═══ DATA LISTING

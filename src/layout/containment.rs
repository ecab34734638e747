//! Containment tree construction.
//!
//! Components are attached to their smallest enclosing container in a fixed
//! stage order. Containers for a stage are always drawn from components
//! created or placed by earlier stages, which keeps the result a forest.

use crate::layout::component::{Component, ComponentArena, ComponentId};
use crate::layout::grouping::group_components;
use crate::layout::margin_detector::{detect_margins, MarginCandidate};

/// Smallest-area component of `pool` that contains `item`.
///
/// The first container found wins ties, so pools list later (inner) stages
/// first.
pub fn smallest_container(
    arena: &ComponentArena,
    item: ComponentId,
    pool: &[ComponentId],
) -> Option<ComponentId> {
    let mut best: Option<(ComponentId, f32)> = None;
    for &candidate in pool {
        if !arena.contains(candidate, item) {
            continue;
        }
        let area = arena.bbox(candidate).area();
        if best.map_or(true, |(_, best_area)| area < best_area) {
            best = Some((candidate, area));
        }
    }
    best.map(|(id, _)| id)
}

/// Attach each item to its smallest container in `pool`.
///
/// Returns the items that found no container.
pub fn place(
    arena: &mut ComponentArena,
    items: &[ComponentId],
    pool: &[ComponentId],
) -> Vec<ComponentId> {
    let mut roots = Vec::new();
    for &item in items {
        match smallest_container(arena, item, pool) {
            Some(parent) => arena.add_child(parent, item),
            None => roots.push(item),
        }
    }
    roots
}

/// Build the page tree from grid elements, boxes and text already in `arena`.
///
/// Stages, each drawing containers only from the previous ones (a cell box
/// and its single-cell group share a rectangle; the box wins such ties):
///
/// 1. groups of intersecting grid elements and boxes (always roots);
/// 2. boxes into groups;
/// 3. grid elements into groups and boxes;
/// 4. margins, detected over the graphics plus the text no graphic contains,
///    into groups, boxes and grid elements;
/// 5. text into groups, boxes, grid elements and margins.
///
/// Returns the root components in stage order.
pub fn build_tree(
    arena: &mut ComponentArena,
    grid: &[ComponentId],
    boxes: &[ComponentId],
    text: &[ComponentId],
    separator_ratio: f32,
) -> Vec<ComponentId> {
    let graphics: Vec<ComponentId> = grid.iter().chain(boxes).copied().collect();
    let rects: Vec<_> = graphics.iter().map(|&id| arena.bbox(id)).collect();
    let groups: Vec<ComponentId> = group_components(&rects)
        .into_iter()
        .map(|group| arena.push(Component::group(group.bbox)))
        .collect();

    let mut roots = groups.clone();
    let mut pool = groups;

    roots.extend(place(arena, boxes, &pool));
    pool.splice(0..0, boxes.iter().copied());

    roots.extend(place(arena, grid, &pool));
    pool.splice(0..0, grid.iter().copied());

    let mut candidates: Vec<MarginCandidate> = pool
        .iter()
        .map(|&id| MarginCandidate::new(arena.kind(id), arena.bbox(id)))
        .collect();
    candidates.extend(
        text.iter()
            .filter(|&&t| smallest_container(arena, t, &pool).is_none())
            .map(|&t| MarginCandidate::new(arena.kind(t), arena.bbox(t))),
    );
    let margins: Vec<ComponentId> = detect_margins(&candidates, separator_ratio)
        .into_iter()
        .map(|bbox| arena.push(Component::margin(bbox)))
        .collect();

    roots.extend(place(arena, &margins, &pool));
    pool.splice(0..0, margins.iter().copied());

    roots.extend(place(arena, text, &pool));

    log::debug!(
        "containment: {} components, {} margins, {} roots",
        arena.len(),
        margins.len(),
        roots.len()
    );
    roots
}

#[cfg(test)]
mod tests {
    use super::*;
    use crate::elements::TextFragment;
    use crate::geometry::Rect;
    use crate::layout::component::{Borders, ComponentKind};

    #[test]
    fn test_smallest_container_wins() {
        let mut arena = ComponentArena::new();
        let big = arena.push(Component::group(Rect::new(0.0, 0.0, 100.0, 100.0)));
        let small = arena.push(Component::group(Rect::new(0.0, 0.0, 50.0, 50.0)));
        let item = arena.push(Component::margin(Rect::new(10.0, 10.0, 20.0, 20.0)));
        assert_eq!(smallest_container(&arena, item, &[big, small]), Some(small));
        assert_eq!(smallest_container(&arena, item, &[small, big]), Some(small));
    }

    #[test]
    fn test_zero_area_container_is_smallest() {
        let mut arena = ComponentArena::new();
        let big = arena.push(Component::group(Rect::new(0.0, 0.0, 100.0, 10.0)));
        let rule = arena.push(Component::graphic(
            ComponentKind::Line,
            Rect::new(0.0, 5.0, 100.0, 5.0),
            1.0,
        ));
        let dot = arena.push(Component::graphic(
            ComponentKind::Line,
            Rect::new(10.0, 5.0, 10.0, 5.0),
            1.0,
        ));
        assert_eq!(smallest_container(&arena, dot, &[big, rule]), Some(rule));
    }

    #[test]
    fn test_ties_keep_first_found() {
        let mut arena = ComponentArena::new();
        let a = arena.push(Component::group(Rect::new(0.0, 0.0, 10.0, 10.0)));
        let b = arena.push(Component::group(Rect::new(0.0, 0.0, 10.0, 10.0)));
        let item = arena.push(Component::margin(Rect::new(1.0, 1.0, 2.0, 2.0)));
        assert_eq!(smallest_container(&arena, item, &[b, a]), Some(b));
    }

    #[test]
    fn test_place_returns_roots() {
        let mut arena = ComponentArena::new();
        let cell = arena.push(Component::boxed(
            Rect::new(0.0, 0.0, 50.0, 20.0),
            1.0,
            Borders::all(),
        ));
        let inside = arena.push(Component::text(TextFragment::new(
            "in",
            Rect::new(2.0, 2.0, 10.0, 12.0),
            "Times",
            10.0,
        )));
        let outside = arena.push(Component::text(TextFragment::new(
            "out",
            Rect::new(60.0, 2.0, 70.0, 12.0),
            "Times",
            10.0,
        )));
        let roots = place(&mut arena, &[inside, outside], &[cell]);
        assert_eq!(roots, vec![outside]);
        assert_eq!(arena.children(cell), &[inside]);
    }

    #[test]
    fn test_build_tree_table_and_loose_text() {
        let mut arena = ComponentArena::new();
        let mut grid = Vec::new();
        for (x0, y0, x1, y1) in [
            (0.0, 0.0, 40.0, 0.0),
            (0.0, 20.0, 40.0, 20.0),
            (0.0, 0.0, 0.0, 20.0),
            (40.0, 0.0, 40.0, 20.0),
        ] {
            grid.push(arena.push(Component::graphic(
                ComponentKind::Line,
                Rect::new(x0, y0, x1, y1),
                1.0,
            )));
        }
        let cell = arena.push(Component::boxed(
            Rect::new(0.0, 0.0, 40.0, 20.0),
            1.0,
            Borders::all(),
        ));
        let in_cell = arena.push(Component::text(TextFragment::new(
            "cell",
            Rect::new(2.0, 5.0, 20.0, 15.0),
            "Times",
            10.0,
        )));
        let loose = arena.push(Component::text(TextFragment::new(
            "loose",
            Rect::new(2.0, 40.0, 30.0, 50.0),
            "Times",
            10.0,
        )));

        let roots = build_tree(&mut arena, &grid, &[cell], &[in_cell, loose], 0.5);

        // One group holding the cell and the rules, one margin holding the loose text
        let kinds: Vec<ComponentKind> = roots.iter().map(|&r| arena.kind(r)).collect();
        assert_eq!(kinds, vec![ComponentKind::Group, ComponentKind::Margin]);
        let group = roots[0];
        assert!(arena.children(group).contains(&cell));
        assert_eq!(arena.children(cell).len(), 5);
        assert!(arena.children(cell).contains(&in_cell));
        assert_eq!(arena.children(roots[1]), &[loose]);
        assert_eq!(arena.bbox(roots[1]), Rect::new(2.0, 40.0, 30.0, 50.0));
    }

    #[test]
    fn test_text_inside_open_group_joins_the_group() {
        // An L of two rules: the group spans the text, no box or margin does
        let mut arena = ComponentArena::new();
        let grid: Vec<ComponentId> = [(0.0, 0.0, 100.0, 0.0), (0.0, 0.0, 0.0, 50.0)]
            .into_iter()
            .map(|(x0, y0, x1, y1)| {
                arena.push(Component::graphic(ComponentKind::Line, Rect::new(x0, y0, x1, y1), 1.0))
            })
            .collect();
        let caption = arena.push(Component::text(TextFragment::new(
            "caption",
            Rect::new(10.0, 10.0, 40.0, 20.0),
            "Times",
            10.0,
        )));

        let roots = build_tree(&mut arena, &grid, &[], &[caption], 0.5);

        assert_eq!(roots.len(), 1);
        let group = roots[0];
        assert_eq!(arena.kind(group), ComponentKind::Group);
        assert_eq!(arena.bbox(group), Rect::new(0.0, 0.0, 100.0, 50.0));
        assert!(arena.children(group).contains(&caption));
        assert!(arena.iter().all(|(_, c)| c.kind != ComponentKind::Margin));
    }
}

══════

• _ACTION ITEM_
Filter these records, keeping every line where the word "rules" occurs.

• _RESPONSE AREA_
        // One group holding the cell and the rules, one margin holding the loose text
        // An L of two rules: the group spans the text, no box or margin does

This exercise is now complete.